Finding ways for women (myself included) to contribute more to public discourse
by Mallary Tenore Tarpley
For years, people have blamed newspapers for not featuring enough women in the opinion section. It turns out, though, that the problem isn’t so much that news organizations aren’t featuring women in their opinion sections; it’s that women aren’t contributing in the first place.
I talked about this issue with Catherine Orenstein of The Op-Ed Project, as well as The New York Times’ Gail Collins, who said that “women don’t put their hands up as often as men.” The Op-Ed Project — which is designed to enrich public conversation by expanding the range of voices we hear, and especially by increasing the number of women who participate — runs a national mentoring program to help women realize their expertise and contribute to the public discourse. In working with women as part of this mentoring program, Orenstein said she’s found that women give countless reasons for not contributing more opinion pieces.
I’m not an expert in anything. You should really ask another person. I don’t want to be pretentious or snotty. I don’t have a Ph.D. …

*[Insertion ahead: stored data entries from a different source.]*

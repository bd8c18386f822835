use std::collections::BTreeMap;
use std::path::{Path, PathBuf};
use std::sync::RwLock;

use anyhow::{Context, Result as AnyResult};
use serde::{Deserialize, Serialize};

use crate::error::{HubError, Result};

/// Prefix marking an env value as an indirection into the secret store.
pub const SECRET_PREFIX: &str = "@secret:";

pub fn is_secret_ref(value: &str) -> bool {
    value.starts_with(SECRET_PREFIX)
}

/// Name of the referenced secret, if `value` is a secret reference.
pub fn secret_name(value: &str) -> Option<&str> {
    value.strip_prefix(SECRET_PREFIX)
}

pub fn secret_ref(name: &str) -> String {
    format!("{SECRET_PREFIX}{name}")
}

// ---------------------------------------------------------------------------
// SecretStore — the external collaborator
// ---------------------------------------------------------------------------

/// Lookup of named secrets. `Ok(None)` means the secret does not exist;
/// `Err` means the store itself could not be consulted.
pub trait SecretStore: Send + Sync {
    fn get_secret(&self, name: &str) -> AnyResult<Option<String>>;
}

/// In-process store, used for tests and embedding.
#[derive(Debug, Default)]
pub struct MemorySecretStore {
    secrets: RwLock<BTreeMap<String, String>>,
}

impl MemorySecretStore {
    pub fn new() -> Self {
        Self::default()
    }

    pub fn with_secrets<I, K, V>(secrets: I) -> Self
    where
        I: IntoIterator<Item = (K, V)>,
        K: Into<String>,
        V: Into<String>,
    {
        Self {
            secrets: RwLock::new(
                secrets
                    .into_iter()
                    .map(|(k, v)| (k.into(), v.into()))
                    .collect(),
            ),
        }
    }

    pub fn insert(&self, name: &str, value: &str) {
        if let Ok(mut secrets) = self.secrets.write() {
            secrets.insert(name.to_string(), value.to_string());
        }
    }
}

impl SecretStore for MemorySecretStore {
    fn get_secret(&self, name: &str) -> AnyResult<Option<String>> {
        let secrets = self
            .secrets
            .read()
            .map_err(|_| anyhow::anyhow!("secret store lock poisoned"))?;
        Ok(secrets.get(name).cloned())
    }
}

#[derive(Debug, Default, Serialize, Deserialize)]
struct SecretFile {
    #[serde(default)]
    secrets: BTreeMap<String, String>,
}

/// JSON-file store under the user's config directory, owner-readable only.
#[derive(Debug, Clone)]
pub struct FileSecretStore {
    path: PathBuf,
}

impl FileSecretStore {
    pub fn new(path: impl Into<PathBuf>) -> Self {
        Self { path: path.into() }
    }

    /// `$XDG_CONFIG_HOME/toolhub/secrets.json` (or the platform equivalent).
    pub fn default_location() -> AnyResult<Self> {
        let dir = dirs::config_dir().context("no user config directory available")?;
        Ok(Self::new(dir.join("toolhub").join("secrets.json")))
    }

    pub fn path(&self) -> &Path {
        &self.path
    }

    fn load(&self) -> AnyResult<SecretFile> {
        match std::fs::read_to_string(&self.path) {
            Ok(content) => serde_json::from_str(&content)
                .with_context(|| format!("parsing {}", self.path.display())),
            Err(e) if e.kind() == std::io::ErrorKind::NotFound => Ok(SecretFile::default()),
            Err(e) => Err(e).with_context(|| format!("reading {}", self.path.display())),
        }
    }

    fn save(&self, file: &SecretFile) -> AnyResult<()> {
        if let Some(parent) = self.path.parent() {
            std::fs::create_dir_all(parent)
                .with_context(|| format!("creating {}", parent.display()))?;
        }
        let content = serde_json::to_string_pretty(file)?;
        super::envfile::write_private(&self.path, &content)?;
        Ok(())
    }

    pub fn set(&self, name: &str, value: &str) -> AnyResult<()> {
        let mut file = self.load()?;
        file.secrets.insert(name.to_string(), value.to_string());
        self.save(&file)
    }

    /// Returns whether a secret was removed.
    pub fn delete(&self, name: &str) -> AnyResult<bool> {
        let mut file = self.load()?;
        let removed = file.secrets.remove(name).is_some();
        if removed {
            self.save(&file)?;
        }
        Ok(removed)
    }

    pub fn list(&self) -> AnyResult<Vec<String>> {
        Ok(self.load()?.secrets.into_keys().collect())
    }
}

impl SecretStore for FileSecretStore {
    fn get_secret(&self, name: &str) -> AnyResult<Option<String>> {
        Ok(self.load()?.secrets.get(name).cloned())
    }
}

// ---------------------------------------------------------------------------
// Resolution
// ---------------------------------------------------------------------------

/// Outcome of resolving a whole env map. Partial success is normal: one
/// missing secret must not keep the other services from launching.
#[derive(Debug, Default, Clone, PartialEq, Eq)]
pub struct ResolvedEnv {
    pub vars: BTreeMap<String, String>,
    /// Keys whose secret reference could not be resolved, sorted.
    pub unresolved: Vec<String>,
}

/// Redacted view of one env var. Never carries the literal value.
#[derive(Debug, Clone, PartialEq, Eq, Serialize, Deserialize)]
pub struct EnvVarStatus {
    pub is_set: bool,
    pub is_secret: bool,
    #[serde(skip_serializing_if = "Option::is_none")]
    pub secret_name: Option<String>,
    pub secret_exists: bool,
}

pub struct SecretResolver<'a> {
    store: &'a dyn SecretStore,
}

impl<'a> SecretResolver<'a> {
    pub fn new(store: &'a dyn SecretStore) -> Self {
        Self { store }
    }

    /// Resolve one value. Plain values pass through unchanged; a reference
    /// resolves to `Ok(None)` when the secret does not exist.
    pub fn resolve_ref(&self, value: &str) -> Result<Option<String>> {
        match secret_name(value) {
            None => Ok(Some(value.to_string())),
            Some(name) => self.store.get_secret(name).map_err(HubError::SecretStore),
        }
    }

    pub fn resolve_env_vars(&self, vars: &BTreeMap<String, String>) -> ResolvedEnv {
        let mut resolved = ResolvedEnv::default();
        for (key, value) in vars {
            match self.resolve_ref(value) {
                Ok(Some(v)) => {
                    resolved.vars.insert(key.clone(), v);
                }
                Ok(None) => resolved.unresolved.push(key.clone()),
                Err(e) => {
                    tracing::warn!(key = %key, error = %e, "secret lookup failed");
                    resolved.unresolved.push(key.clone());
                }
            }
        }
        resolved
    }

    pub fn env_vars_status(&self, vars: &BTreeMap<String, String>) -> BTreeMap<String, EnvVarStatus> {
        vars.iter()
            .map(|(key, value)| (key.clone(), self.status_of(Some(value))))
            .collect()
    }

    /// Status for a possibly-missing value.
    pub fn status_of(&self, value: Option<&str>) -> EnvVarStatus {
        let Some(value) = value else {
            return EnvVarStatus {
                is_set: false,
                is_secret: false,
                secret_name: None,
                secret_exists: false,
            };
        };
        match secret_name(value) {
            Some(name) => EnvVarStatus {
                is_set: true,
                is_secret: true,
                secret_name: Some(name.to_string()),
                secret_exists: matches!(self.store.get_secret(name), Ok(Some(_))),
            },
            None => EnvVarStatus {
                is_set: !value.is_empty(),
                is_secret: false,
                secret_name: None,
                secret_exists: false,
            },
        }
    }
}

I can relate to these statements. It has always been difficult for me to speak up in public settings. And when I’m nervous, I literally don’t speak up enough. A colleague once told me I sometimes talk so quiet he can hardly hear me. I often tell myself that I’m not smart enough to contribute, or that I don’t have anything of value to say. I know this isn’t really true, but a lack of self confidence stifles my ability to share my opinions. I’ve sat in countless meetings in which I’ve thought so much about how I’ll speak up that I’ve scared myself out of actually talking.
So I’m working on strengthening my voice. During my last review at work, I was asked to start attending more meetings at work. Since then, I’ve made a concerted effort to contribute more, and I’ve succeeded. Because I work with incredibly talented and smart people, I sometimes feel inadequate in comparison. But I realize that what I say has value and that my voice is worth being heard, just as much as everyone else’s in the meeting. I just have to keep reminding myself of that.
People at work have told me in recent months that they appreciate how much more I’ve been speaking up, and that means a lot. I’ve recognized it, too. Last week I spoke (virtually) to a journalism class at Kent State University about how journalists are using social media to connect with their audiences, and I felt so much more confident than I normally do. I think I felt confident in part because I know a lot about this topic. When I’m talking about an issue I’m passionate about or that I’ve written about, I feel much more comfortable contributing to the discussion. Having an agenda that I can look at before a meeting also helps because I can think about what I want to say ahead of time.
It’s nice to know I’m not the only woman who has trouble speaking up, but it’s unsettling to know that so many women have difficulty with this. It’s my hope that someday, more of us will realize our voices are worth being heard — not just for our own sake but for society’s sake. The public discourse is enriched when it’s filled with a diversity of voices and perspectives.
As Orenstein told me: “We’re getting only a tiny fraction of the world’s knowledge and the best ideas. There’s a huge black hole of ignorance. There’s nothing wrong with the people who have the world’s microphone … but the rest of us need to have a bigger voice.”